● **Material supplied**
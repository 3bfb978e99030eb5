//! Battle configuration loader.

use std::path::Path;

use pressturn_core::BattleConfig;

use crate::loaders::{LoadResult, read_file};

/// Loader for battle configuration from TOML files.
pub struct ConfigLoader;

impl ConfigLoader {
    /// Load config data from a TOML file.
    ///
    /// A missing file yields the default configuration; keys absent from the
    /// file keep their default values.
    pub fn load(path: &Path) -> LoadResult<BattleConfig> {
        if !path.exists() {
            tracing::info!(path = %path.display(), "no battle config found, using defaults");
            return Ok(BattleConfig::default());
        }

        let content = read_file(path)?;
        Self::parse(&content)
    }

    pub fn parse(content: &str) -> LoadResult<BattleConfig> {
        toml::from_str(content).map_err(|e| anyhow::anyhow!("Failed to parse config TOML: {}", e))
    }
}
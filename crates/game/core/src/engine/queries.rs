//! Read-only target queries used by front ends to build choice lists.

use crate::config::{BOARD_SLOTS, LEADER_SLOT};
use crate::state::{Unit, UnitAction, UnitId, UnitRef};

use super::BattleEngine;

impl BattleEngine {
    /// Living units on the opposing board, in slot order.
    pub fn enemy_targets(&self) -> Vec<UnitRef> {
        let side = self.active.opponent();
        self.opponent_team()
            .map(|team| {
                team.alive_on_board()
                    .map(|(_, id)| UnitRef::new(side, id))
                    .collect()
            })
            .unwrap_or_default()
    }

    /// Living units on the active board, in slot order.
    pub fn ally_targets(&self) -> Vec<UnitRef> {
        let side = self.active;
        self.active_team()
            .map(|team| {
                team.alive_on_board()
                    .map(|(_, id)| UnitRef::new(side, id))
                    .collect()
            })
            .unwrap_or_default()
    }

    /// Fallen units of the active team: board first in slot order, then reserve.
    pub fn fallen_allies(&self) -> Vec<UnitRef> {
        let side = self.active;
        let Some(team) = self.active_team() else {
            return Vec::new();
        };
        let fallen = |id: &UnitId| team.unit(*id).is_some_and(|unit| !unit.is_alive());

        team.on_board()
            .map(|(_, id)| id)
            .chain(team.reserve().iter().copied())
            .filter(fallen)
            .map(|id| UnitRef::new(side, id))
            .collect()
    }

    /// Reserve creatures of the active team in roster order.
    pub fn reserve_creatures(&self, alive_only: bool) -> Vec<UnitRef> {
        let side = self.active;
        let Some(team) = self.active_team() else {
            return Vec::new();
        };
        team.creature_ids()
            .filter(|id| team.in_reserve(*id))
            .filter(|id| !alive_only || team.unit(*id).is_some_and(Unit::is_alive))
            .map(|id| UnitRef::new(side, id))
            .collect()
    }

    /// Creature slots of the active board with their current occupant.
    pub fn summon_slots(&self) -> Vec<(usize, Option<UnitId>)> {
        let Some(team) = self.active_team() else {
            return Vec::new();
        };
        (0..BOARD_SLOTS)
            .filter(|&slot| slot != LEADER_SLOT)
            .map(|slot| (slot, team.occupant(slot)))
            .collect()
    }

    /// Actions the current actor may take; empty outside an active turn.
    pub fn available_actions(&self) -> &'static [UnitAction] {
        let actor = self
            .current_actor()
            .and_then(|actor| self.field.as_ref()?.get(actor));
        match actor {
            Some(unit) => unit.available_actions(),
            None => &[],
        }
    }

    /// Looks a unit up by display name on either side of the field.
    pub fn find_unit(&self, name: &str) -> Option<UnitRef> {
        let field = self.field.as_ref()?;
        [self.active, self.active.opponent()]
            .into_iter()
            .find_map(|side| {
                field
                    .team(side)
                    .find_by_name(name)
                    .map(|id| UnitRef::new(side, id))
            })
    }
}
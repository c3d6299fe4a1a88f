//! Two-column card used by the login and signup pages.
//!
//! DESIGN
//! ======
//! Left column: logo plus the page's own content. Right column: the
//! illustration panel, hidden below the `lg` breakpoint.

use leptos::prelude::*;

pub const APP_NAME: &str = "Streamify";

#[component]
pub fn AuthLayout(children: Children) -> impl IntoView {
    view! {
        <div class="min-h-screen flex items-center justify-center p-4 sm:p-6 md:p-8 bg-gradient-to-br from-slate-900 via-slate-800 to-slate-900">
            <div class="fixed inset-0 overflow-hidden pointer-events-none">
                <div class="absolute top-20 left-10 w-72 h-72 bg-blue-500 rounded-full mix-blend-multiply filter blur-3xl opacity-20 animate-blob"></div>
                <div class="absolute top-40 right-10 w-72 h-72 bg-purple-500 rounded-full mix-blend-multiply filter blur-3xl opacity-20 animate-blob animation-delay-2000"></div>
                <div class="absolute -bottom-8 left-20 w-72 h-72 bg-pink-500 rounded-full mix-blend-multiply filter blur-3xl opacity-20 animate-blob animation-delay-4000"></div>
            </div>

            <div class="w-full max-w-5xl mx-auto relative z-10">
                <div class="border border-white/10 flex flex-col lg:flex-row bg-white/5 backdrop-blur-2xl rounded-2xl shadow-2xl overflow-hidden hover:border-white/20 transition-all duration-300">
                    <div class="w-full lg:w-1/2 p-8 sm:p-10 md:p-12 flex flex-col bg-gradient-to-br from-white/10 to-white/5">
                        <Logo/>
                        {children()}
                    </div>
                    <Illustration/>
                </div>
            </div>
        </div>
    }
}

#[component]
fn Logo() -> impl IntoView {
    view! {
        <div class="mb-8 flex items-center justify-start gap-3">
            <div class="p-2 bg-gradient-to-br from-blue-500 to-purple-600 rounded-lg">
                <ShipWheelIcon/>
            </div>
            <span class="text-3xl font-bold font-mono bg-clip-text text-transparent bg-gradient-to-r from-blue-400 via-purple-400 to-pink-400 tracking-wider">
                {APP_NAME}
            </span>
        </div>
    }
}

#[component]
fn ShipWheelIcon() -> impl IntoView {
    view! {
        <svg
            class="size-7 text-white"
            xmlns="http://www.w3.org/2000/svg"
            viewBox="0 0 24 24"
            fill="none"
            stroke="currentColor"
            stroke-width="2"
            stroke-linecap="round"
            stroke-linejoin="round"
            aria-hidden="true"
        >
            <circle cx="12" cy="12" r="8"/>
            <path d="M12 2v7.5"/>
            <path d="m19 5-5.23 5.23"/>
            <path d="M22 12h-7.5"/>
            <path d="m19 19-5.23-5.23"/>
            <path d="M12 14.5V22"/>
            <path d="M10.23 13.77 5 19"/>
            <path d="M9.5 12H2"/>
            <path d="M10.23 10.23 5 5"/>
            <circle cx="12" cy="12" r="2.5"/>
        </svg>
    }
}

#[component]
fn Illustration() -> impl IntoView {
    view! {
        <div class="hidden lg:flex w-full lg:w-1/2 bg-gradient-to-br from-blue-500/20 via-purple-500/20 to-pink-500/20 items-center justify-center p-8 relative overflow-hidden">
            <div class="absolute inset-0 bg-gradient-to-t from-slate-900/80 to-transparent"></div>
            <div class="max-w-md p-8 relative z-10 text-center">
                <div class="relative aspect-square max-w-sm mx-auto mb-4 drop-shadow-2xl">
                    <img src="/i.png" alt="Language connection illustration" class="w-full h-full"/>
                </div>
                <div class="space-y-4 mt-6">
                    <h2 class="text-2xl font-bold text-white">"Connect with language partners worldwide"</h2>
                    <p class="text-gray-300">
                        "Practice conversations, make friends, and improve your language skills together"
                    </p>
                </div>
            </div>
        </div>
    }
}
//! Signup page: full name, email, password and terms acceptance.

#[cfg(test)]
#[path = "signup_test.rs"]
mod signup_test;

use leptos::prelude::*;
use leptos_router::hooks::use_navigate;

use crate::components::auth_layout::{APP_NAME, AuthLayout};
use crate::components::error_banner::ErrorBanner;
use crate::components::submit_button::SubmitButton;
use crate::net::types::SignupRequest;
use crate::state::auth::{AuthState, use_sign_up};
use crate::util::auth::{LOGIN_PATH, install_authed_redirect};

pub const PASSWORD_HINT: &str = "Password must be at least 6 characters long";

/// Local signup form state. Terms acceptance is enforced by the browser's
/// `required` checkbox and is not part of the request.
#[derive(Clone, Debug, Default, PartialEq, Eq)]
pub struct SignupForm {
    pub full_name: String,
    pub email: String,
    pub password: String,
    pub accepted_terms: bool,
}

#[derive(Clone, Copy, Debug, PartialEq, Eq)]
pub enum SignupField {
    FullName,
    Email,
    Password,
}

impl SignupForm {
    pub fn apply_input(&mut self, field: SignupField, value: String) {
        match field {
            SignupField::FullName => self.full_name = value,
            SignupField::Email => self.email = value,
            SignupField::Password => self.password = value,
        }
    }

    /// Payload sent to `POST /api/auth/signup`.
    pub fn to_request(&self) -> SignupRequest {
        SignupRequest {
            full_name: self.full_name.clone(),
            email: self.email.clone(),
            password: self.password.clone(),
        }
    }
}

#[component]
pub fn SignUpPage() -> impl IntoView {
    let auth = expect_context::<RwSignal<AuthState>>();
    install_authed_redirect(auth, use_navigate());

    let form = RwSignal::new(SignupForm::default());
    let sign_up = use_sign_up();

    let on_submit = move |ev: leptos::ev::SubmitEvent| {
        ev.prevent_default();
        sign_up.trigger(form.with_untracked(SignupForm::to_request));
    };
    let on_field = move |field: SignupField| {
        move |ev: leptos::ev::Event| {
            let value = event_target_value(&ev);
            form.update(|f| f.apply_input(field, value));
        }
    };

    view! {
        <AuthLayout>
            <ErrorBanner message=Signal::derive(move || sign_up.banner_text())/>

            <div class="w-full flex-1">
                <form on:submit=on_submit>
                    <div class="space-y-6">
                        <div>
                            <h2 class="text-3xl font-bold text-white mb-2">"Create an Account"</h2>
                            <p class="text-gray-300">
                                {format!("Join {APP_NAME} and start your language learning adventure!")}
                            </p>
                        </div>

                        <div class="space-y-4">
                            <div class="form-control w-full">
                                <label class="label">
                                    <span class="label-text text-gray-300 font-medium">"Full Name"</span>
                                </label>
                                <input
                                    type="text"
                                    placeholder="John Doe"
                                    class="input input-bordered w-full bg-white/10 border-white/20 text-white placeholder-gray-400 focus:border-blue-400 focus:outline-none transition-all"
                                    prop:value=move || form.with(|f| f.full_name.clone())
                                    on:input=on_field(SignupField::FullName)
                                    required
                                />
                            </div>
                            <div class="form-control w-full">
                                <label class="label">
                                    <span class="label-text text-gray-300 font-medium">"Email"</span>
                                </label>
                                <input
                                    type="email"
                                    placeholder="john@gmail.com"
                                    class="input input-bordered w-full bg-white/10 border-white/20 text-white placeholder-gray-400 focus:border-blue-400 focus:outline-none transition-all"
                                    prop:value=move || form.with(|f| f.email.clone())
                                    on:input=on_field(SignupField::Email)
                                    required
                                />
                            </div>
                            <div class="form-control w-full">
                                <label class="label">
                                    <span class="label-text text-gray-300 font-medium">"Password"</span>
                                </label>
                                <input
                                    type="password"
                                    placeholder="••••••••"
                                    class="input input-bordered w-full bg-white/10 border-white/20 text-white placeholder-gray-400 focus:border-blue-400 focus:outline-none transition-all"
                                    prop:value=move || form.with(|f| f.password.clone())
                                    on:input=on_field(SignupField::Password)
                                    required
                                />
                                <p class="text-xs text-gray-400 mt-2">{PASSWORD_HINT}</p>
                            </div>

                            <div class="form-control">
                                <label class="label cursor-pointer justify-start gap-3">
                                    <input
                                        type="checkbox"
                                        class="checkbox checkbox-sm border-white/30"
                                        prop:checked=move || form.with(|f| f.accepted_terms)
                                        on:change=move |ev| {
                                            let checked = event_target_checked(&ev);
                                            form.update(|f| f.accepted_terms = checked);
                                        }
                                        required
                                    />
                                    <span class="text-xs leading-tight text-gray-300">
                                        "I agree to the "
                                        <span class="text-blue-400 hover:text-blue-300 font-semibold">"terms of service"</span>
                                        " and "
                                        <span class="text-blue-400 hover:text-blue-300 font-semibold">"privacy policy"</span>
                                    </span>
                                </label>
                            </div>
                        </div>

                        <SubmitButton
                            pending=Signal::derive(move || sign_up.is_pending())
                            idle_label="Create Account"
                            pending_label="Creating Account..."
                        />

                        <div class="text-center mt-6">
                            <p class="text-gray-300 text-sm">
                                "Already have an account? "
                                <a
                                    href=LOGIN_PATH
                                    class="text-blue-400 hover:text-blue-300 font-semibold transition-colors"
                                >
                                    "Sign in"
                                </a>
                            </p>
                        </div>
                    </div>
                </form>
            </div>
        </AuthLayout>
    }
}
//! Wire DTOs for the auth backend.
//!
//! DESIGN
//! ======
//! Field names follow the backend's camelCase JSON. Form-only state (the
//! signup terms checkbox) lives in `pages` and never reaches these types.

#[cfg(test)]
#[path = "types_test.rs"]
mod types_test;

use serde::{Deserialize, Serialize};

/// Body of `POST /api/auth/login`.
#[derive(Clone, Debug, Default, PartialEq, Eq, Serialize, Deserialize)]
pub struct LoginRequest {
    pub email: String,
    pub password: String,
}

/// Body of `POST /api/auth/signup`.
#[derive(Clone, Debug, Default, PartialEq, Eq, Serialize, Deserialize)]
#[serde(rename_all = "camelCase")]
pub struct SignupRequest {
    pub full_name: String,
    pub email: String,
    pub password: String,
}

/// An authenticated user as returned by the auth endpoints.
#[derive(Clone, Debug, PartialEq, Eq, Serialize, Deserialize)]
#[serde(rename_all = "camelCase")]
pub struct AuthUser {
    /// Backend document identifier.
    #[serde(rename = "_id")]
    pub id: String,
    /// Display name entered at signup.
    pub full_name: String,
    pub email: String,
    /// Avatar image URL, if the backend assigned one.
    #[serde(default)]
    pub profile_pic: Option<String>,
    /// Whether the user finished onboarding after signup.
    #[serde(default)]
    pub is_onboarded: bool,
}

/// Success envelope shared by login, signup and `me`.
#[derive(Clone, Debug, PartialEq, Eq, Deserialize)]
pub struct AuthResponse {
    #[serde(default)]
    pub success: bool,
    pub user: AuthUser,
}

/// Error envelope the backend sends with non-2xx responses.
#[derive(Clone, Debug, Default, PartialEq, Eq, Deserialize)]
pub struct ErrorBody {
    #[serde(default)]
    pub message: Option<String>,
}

● **Required action**
Your answer should consist of all lines above that include the string "bool".

● **Finished task**
    pub fn reserve_creatures(&self, alive_only: bool) -> Vec<UnitRef> {
    pub accepted_terms: bool,
    pub is_onboarded: bool,
    pub success: bool,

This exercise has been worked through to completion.